» **TASK GOAL**:
Among the entries below, how many lines hold the word "schemes"? Reply with the number only.

» **DATASET RECORDS**:
=-=-=-=-=

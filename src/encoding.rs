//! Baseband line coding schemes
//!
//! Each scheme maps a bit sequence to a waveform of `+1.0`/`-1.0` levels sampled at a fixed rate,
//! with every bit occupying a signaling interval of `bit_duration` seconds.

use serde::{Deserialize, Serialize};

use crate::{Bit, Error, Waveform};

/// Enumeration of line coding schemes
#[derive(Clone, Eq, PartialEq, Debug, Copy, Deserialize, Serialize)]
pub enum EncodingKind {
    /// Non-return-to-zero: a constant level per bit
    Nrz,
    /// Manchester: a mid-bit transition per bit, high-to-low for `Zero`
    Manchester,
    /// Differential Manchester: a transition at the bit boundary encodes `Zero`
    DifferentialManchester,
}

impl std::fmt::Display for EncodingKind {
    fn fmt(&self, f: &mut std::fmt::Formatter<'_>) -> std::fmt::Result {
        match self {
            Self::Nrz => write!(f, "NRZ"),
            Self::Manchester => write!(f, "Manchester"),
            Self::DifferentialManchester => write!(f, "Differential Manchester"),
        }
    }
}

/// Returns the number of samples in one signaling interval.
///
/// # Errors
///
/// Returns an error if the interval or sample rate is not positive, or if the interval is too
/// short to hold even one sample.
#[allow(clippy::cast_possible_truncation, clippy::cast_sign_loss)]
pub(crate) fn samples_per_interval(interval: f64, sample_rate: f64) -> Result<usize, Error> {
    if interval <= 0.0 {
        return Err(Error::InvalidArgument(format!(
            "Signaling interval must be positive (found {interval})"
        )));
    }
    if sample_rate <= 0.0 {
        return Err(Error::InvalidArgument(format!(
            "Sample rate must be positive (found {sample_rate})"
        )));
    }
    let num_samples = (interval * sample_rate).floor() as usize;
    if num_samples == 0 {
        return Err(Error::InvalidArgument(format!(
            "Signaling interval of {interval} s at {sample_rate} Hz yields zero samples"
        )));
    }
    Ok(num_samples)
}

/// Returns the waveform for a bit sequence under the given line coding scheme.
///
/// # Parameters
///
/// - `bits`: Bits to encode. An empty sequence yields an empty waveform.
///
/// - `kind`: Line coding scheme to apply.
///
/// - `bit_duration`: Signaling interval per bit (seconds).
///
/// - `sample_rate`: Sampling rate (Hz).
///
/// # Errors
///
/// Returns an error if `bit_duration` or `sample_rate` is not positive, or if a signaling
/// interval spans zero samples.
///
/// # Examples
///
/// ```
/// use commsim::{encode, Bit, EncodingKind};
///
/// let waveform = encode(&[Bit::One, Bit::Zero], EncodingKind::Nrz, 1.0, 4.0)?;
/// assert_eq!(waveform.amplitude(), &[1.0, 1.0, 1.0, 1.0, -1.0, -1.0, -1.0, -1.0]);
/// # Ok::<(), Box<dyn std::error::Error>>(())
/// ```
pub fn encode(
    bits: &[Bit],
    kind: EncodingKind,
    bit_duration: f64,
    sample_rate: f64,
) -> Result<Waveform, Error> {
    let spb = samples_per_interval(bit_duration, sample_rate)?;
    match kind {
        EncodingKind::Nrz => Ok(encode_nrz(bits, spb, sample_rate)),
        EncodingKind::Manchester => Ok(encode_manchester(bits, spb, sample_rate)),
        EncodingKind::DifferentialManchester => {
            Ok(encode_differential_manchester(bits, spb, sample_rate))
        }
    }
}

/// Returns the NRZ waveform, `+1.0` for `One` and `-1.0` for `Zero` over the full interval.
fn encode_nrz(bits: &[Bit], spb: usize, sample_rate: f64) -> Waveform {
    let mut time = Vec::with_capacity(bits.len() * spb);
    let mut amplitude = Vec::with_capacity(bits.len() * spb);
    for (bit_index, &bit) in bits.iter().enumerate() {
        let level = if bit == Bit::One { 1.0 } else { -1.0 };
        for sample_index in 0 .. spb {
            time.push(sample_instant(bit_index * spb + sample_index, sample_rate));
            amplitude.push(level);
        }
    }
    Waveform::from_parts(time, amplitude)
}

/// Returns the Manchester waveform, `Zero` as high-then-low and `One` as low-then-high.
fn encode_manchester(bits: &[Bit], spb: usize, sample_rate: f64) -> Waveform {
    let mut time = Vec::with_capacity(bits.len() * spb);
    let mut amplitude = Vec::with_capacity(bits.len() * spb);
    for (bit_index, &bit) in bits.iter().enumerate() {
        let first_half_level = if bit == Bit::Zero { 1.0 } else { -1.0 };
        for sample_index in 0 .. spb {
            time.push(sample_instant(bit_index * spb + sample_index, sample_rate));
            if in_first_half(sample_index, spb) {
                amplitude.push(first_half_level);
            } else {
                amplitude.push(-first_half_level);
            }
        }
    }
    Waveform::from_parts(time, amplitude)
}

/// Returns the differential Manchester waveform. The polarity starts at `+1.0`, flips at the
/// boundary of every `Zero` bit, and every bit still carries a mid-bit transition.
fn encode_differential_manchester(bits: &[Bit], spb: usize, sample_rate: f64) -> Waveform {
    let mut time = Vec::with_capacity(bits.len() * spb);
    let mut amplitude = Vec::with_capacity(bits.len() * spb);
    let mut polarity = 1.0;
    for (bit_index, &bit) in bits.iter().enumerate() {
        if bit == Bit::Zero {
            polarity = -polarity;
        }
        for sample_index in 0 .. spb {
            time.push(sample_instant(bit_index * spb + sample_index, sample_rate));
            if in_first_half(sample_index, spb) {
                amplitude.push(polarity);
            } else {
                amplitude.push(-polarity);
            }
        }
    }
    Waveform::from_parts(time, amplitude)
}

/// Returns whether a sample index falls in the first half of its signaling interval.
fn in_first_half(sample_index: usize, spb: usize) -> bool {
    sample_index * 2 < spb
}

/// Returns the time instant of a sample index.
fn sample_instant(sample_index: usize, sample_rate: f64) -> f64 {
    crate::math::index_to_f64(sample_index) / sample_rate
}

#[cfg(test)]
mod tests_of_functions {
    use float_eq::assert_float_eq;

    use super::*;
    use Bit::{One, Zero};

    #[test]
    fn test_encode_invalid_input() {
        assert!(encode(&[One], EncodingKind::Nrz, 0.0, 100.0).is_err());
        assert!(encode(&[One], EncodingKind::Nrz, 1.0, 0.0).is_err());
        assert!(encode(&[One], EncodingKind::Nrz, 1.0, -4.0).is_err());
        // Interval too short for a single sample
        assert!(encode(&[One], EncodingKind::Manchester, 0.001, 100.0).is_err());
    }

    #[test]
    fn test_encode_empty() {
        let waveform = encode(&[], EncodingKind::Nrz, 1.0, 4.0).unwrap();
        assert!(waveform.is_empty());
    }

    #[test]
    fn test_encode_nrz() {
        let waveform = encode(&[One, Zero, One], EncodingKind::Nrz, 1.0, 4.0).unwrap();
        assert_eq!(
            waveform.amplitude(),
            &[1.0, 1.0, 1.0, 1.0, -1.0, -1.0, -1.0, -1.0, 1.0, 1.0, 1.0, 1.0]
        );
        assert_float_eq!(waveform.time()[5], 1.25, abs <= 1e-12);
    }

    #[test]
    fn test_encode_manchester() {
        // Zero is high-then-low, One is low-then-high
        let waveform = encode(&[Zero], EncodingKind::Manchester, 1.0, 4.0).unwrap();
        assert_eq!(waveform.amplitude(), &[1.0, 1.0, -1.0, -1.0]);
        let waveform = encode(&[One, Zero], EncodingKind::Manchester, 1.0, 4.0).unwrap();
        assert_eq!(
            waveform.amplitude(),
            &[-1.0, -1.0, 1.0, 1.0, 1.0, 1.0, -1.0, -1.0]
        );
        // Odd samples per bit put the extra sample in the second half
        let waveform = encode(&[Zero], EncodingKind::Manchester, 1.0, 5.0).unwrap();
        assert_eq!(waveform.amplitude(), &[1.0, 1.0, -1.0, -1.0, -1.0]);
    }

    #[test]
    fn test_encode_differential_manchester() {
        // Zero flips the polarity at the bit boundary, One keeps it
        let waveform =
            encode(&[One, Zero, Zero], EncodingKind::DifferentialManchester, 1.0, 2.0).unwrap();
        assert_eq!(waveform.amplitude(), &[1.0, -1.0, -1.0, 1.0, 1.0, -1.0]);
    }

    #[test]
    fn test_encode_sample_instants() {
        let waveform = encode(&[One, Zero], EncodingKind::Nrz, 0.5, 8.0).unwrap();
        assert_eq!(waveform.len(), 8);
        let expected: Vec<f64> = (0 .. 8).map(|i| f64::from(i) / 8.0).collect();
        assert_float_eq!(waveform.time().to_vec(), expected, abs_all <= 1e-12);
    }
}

=-=-=-=-=

» **YOUR SOLUTION**:
2